Many lung ultrasound scores (LUS) are currently used to perform a qualitative assessment of lung aeration and guide respiratory care in lung disorders, because this is strongly recommended (level of evidence A) by current guidelines [40].

Raimondi et al. [40, 41] described the usefulness of LUS in predicting neonatal intensive care unit (NICU) admission or need for intubation, using only 3 simple LUS patterns.

In 2015, Brat et al. studied the diagnostic accuracy of a neonatal adapted LUS score to evaluate oxygenation and need for surfactant administration. The authors showed a good reliability to predict surfactant administration in preterm babies with a gestational age (GA) less than 34 weeks under continuous positive airway pressure [42].
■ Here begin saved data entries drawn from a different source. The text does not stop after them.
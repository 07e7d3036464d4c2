use std::path::{Path, PathBuf};
use std::process::Stdio;
use std::sync::Arc;
use std::time::Duration;

use chrono::{DateTime, Utc};
use serde::Serialize;
use tokio::io::{AsyncRead, AsyncReadExt, AsyncWriteExt};
use tokio::process::Command;
use tokio::sync::Mutex;
use tokio::time::timeout;
use tracing::{info, instrument, warn};
use uuid::Uuid;

use crate::errors::{Result, ToolbridgeError};

pub const DEFAULT_TASK_TIMEOUT: Duration = Duration::from_secs(60);
pub const DEFAULT_MAX_OUTPUT_BYTES: usize = 512 * 1024;

/// Environment variable carrying the absolute output directory into the
/// worker, so file discovery never depends on the worker's working directory.
pub const OUTPUT_DIR_ENV: &str = "AGENT_OUTPUT_DIR";

#[derive(Clone, Debug)]
pub struct SupervisorConfig {
    worker_command: String,
    worker_args: Vec<String>,
    output_dir: PathBuf,
    timeout: Duration,
    max_output_bytes: usize,
}

impl SupervisorConfig {
    pub fn new(
        worker_command: impl Into<String>,
        worker_args: Vec<String>,
        output_dir: impl AsRef<Path>,
        timeout: Duration,
        max_output_bytes: usize,
    ) -> Result<Self> {
        let worker_command = worker_command.into();
        if worker_command.trim().is_empty() {
            return Err(ToolbridgeError::InvalidConfig(
                "worker command must not be empty".to_string(),
            ));
        }
        let output_dir = output_dir.as_ref();
        if output_dir.is_relative() {
            return Err(ToolbridgeError::InvalidConfig(
                "output directory must be an absolute path".to_string(),
            ));
        }
        if timeout.is_zero() {
            return Err(ToolbridgeError::InvalidConfig(
                "task timeout must be greater than zero".to_string(),
            ));
        }
        if max_output_bytes == 0 {
            return Err(ToolbridgeError::InvalidConfig(
                "max_output_bytes must be greater than zero".to_string(),
            ));
        }
        Ok(Self {
            worker_command,
            worker_args,
            output_dir: output_dir.to_path_buf(),
            timeout,
            max_output_bytes,
        })
    }

    pub fn output_dir(&self) -> &Path {
        &self.output_dir
    }

    pub fn timeout(&self) -> Duration {
        self.timeout
    }

    pub fn max_output_bytes(&self) -> usize {
        self.max_output_bytes
    }
}

#[derive(Debug, Clone, Copy, PartialEq, Eq, Serialize)]
#[serde(rename_all = "lowercase")]
pub enum TaskOutcome {
    Success,
    Failure,
    Timeout,
}

#[derive(Debug, Clone, Serialize, PartialEq, Eq)]
pub struct GeneratedFile {
    pub name: String,
    pub size: u64,
    pub path: String,
}

#[derive(Debug, Clone, Serialize)]
pub struct TaskRun {
    pub id: Uuid,
    pub task: String,
    pub output: String,
    pub truncated: bool,
    /// Diagnostic only. The exit code decides the outcome.
    pub had_output: bool,
    pub outcome: TaskOutcome,
    pub exit_code: Option<i32>,
    pub files: Vec<GeneratedFile>,
    pub started_at: DateTime<Utc>,
    pub finished_at: DateTime<Utc>,
}

/// Launches one worker process per task, feeds the task text over stdin,
/// captures interleaved stdout/stderr into a bounded buffer, enforces a
/// wall-clock deadline with a forced kill, and scans the output directory
/// only after the worker has fully exited.
pub struct TaskSupervisor {
    config: SupervisorConfig,
}

impl TaskSupervisor {
    pub fn new(config: SupervisorConfig) -> Self {
        Self { config }
    }

    pub fn config(&self) -> &SupervisorConfig {
        &self.config
    }

    #[instrument(skip(self, task), fields(task_len = task.len()))]
    pub async fn run_task(&self, task: &str) -> Result<TaskRun> {
        if task.trim().is_empty() {
            return Err(ToolbridgeError::MissingRequiredField("task"));
        }
        tokio::fs::create_dir_all(&self.config.output_dir).await?;

        let id = Uuid::new_v4();
        let started_at = Utc::now();

        let mut command = Command::new(&self.config.worker_command);
        command
            .args(&self.config.worker_args)
            .env(OUTPUT_DIR_ENV, &self.config.output_dir)
            .stdin(Stdio::piped())
            .stdout(Stdio::piped())
            .stderr(Stdio::piped())
            .kill_on_drop(true);

        let mut child = command
            .spawn()
            .map_err(|err| ToolbridgeError::WorkerUnavailable(err.to_string()))?;

        // Fed concurrently so the deadline below also covers a task larger
        // than the pipe buffer handed to a worker that never reads stdin. A
        // broken pipe on the feed just means the worker went away first.
        let stdin_feed = child.stdin.take().map(|mut stdin| {
            let payload = format!("{task}\n");
            tokio::spawn(async move {
                let _ = stdin.write_all(payload.as_bytes()).await;
                // Dropping the handle closes the pipe so the worker sees EOF.
            })
        });

        let buffer = Arc::new(Mutex::new(OutputBuffer::new(self.config.max_output_bytes)));
        let mut captures = Vec::new();
        if let Some(stdout) = child.stdout.take() {
            captures.push(tokio::spawn(capture(stdout, Arc::clone(&buffer))));
        }
        if let Some(stderr) = child.stderr.take() {
            captures.push(tokio::spawn(capture(stderr, Arc::clone(&buffer))));
        }

        let (outcome, exit_code) = match timeout(self.config.timeout, child.wait()).await {
            Ok(Ok(status)) => {
                let outcome = if status.success() {
                    TaskOutcome::Success
                } else {
                    TaskOutcome::Failure
                };
                (outcome, status.code())
            }
            Ok(Err(err)) => return Err(err.into()),
            Err(_) => {
                warn!(task_id = %id, timeout = ?self.config.timeout, "worker exceeded deadline, killing");
                if let Err(err) = child.start_kill() {
                    warn!(task_id = %id, error = %err, "failed to signal worker");
                }
                let _ = child.wait().await;
                (TaskOutcome::Timeout, None)
            }
        };

        // Once the worker is gone both pipe ends are closed, so the feed and
        // the captures finish promptly.
        if let Some(feed) = stdin_feed {
            let _ = feed.await;
        }
        for handle in captures {
            let _ = handle.await;
        }
        let (output, truncated) = buffer.lock().await.clone().finish();
        let had_output = !output.is_empty();

        // Scanned only after the worker is gone, so files are never read
        // while partially written. No snapshot diffing: pre-existing files
        // are reported too.
        let files = scan_output_dir(&self.config.output_dir).await?;
        let finished_at = Utc::now();

        info!(
            task_id = %id,
            outcome = ?outcome,
            exit_code = ?exit_code,
            files = files.len(),
            "task finished"
        );
        Ok(TaskRun {
            id,
            task: task.to_string(),
            output,
            truncated,
            had_output,
            outcome,
            exit_code,
            files,
            started_at,
            finished_at,
        })
    }
}

#[derive(Debug, Clone)]
struct OutputBuffer {
    data: Vec<u8>,
    limit: usize,
    truncated: bool,
}

impl OutputBuffer {
    fn new(limit: usize) -> Self {
        Self {
            data: Vec::new(),
            limit,
            truncated: false,
        }
    }

    fn push(&mut self, chunk: &[u8]) {
        let remaining = self.limit.saturating_sub(self.data.len());
        if chunk.len() > remaining {
            self.data.extend_from_slice(&chunk[..remaining]);
            self.truncated = true;
        } else {
            self.data.extend_from_slice(chunk);
        }
    }

    fn finish(self) -> (String, bool) {
        let mut output = String::from_utf8_lossy(&self.data).into_owned();
        if self.truncated {
            output.push_str(&format!("\n[output truncated at {} bytes]\n", self.limit));
        }
        (output, self.truncated)
    }
}

async fn capture<R: AsyncRead + Unpin>(mut reader: R, buffer: Arc<Mutex<OutputBuffer>>) {
    let mut chunk = [0u8; 4096];
    loop {
        match reader.read(&mut chunk).await {
            Ok(0) | Err(_) => break,
            Ok(read) => buffer.lock().await.push(&chunk[..read]),
        }
    }
}

async fn scan_output_dir(dir: &Path) -> Result<Vec<GeneratedFile>> {
    let mut entries = tokio::fs::read_dir(dir).await?;
    let mut files = Vec::new();
    while let Some(entry) = entries.next_entry().await? {
        let metadata = entry.metadata().await?;
        if !metadata.is_file() {
            continue;
        }
        let name = entry.file_name().to_string_lossy().into_owned();
        files.push(GeneratedFile {
            path: format!("/api/files/{name}"),
            size: metadata.len(),
            name,
        });
    }
    files.sort_by(|a, b| a.name.cmp(&b.name));
    Ok(files)
}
In 2016, Rodríguez-Fanjul et al. evaluated the usefulness of LUS for prediction of the need for respiratory support in newborns older than 32 weeks showing good correlation with the need for mechanical ventilation and long respiratory support [43].

More recently, De Martino et al. explored the diagnostic accuracy of LUS in predicting the need for surfactant treatment and re-treatment in extremely preterm neonates with respiratory distress syndrome on CPAP [44].

As concern the possible association of USINCHILD score with the upgrade of antibiotic therapy not guided by microbiological examinations, our results show a significant correlation.

These results are concordant with the current guidelines for the management of pediatric CAP. In fact, the initial antibiotic treatment of CAP is empiric, because the pathogen is rarely known at the time of diagnosis. Children receiving adequate therapy should demonstrate clinical and also laboratory signs of improvement within 48–72 h. For children whose condition deteriorates after admission and initiation of antimicrobial therapy or who show no improvement within 48–72 h, it is often required an upgrade in the antibiotic therapy and further investigation to identify whether the original pathogen persists, whether it has developed resistance to the agent used, or whether there is a new secondary infecting agent.

The third outcome was the prognostic role of USINCHILD score on the time of resolution of clinical signs. We chose the fever as the most relevant clinical sign, because it was present in almost all patients at admission. Results show a strong association between the time to resolution of fever and the USINCHILD score after 48 h from admission.

Finally, our study demonstrates a clinically significant association of USINCHILD score with the length of hospitalization. Children with a difference of the grade equal or greater than 1 could present until 7 days of hospitalization less than patients without improvement of echographic score.

Our study has some limitations. First of all, the number of enrolled patients is limited. The number of patients enrolled is influenced by: (1) missing ultrasound data, (2) ultrasound data considered of not high quality, and (3) summer period within the time interval considered; second, the exploratory nature of the analysis. Nevertheless, the lack of previously published studies exploring the prognostic role of air bronchogram sign in pediatric field led us to preventively define a sample size of at least 30 patients in 1 year.

Conclusions

In conclusion, our results demonstrate a prognostic role of the evaluation of the characteristics and the change of the air bronchogram in the management of CAP in children. Ultrasound examination at admission and after 48 h could give important information regarding the possible evolution toward a complicated respiratory infection.

Moreover, it may also help to identify children with favorable clinical course in terms of resolution of the clinical signs and length of hospitalization allowing to optimize the management of inpatient.

This study highlights that chest US is an excellent clinical tool not only for the diagnosis but also for the management of pediatric CAP.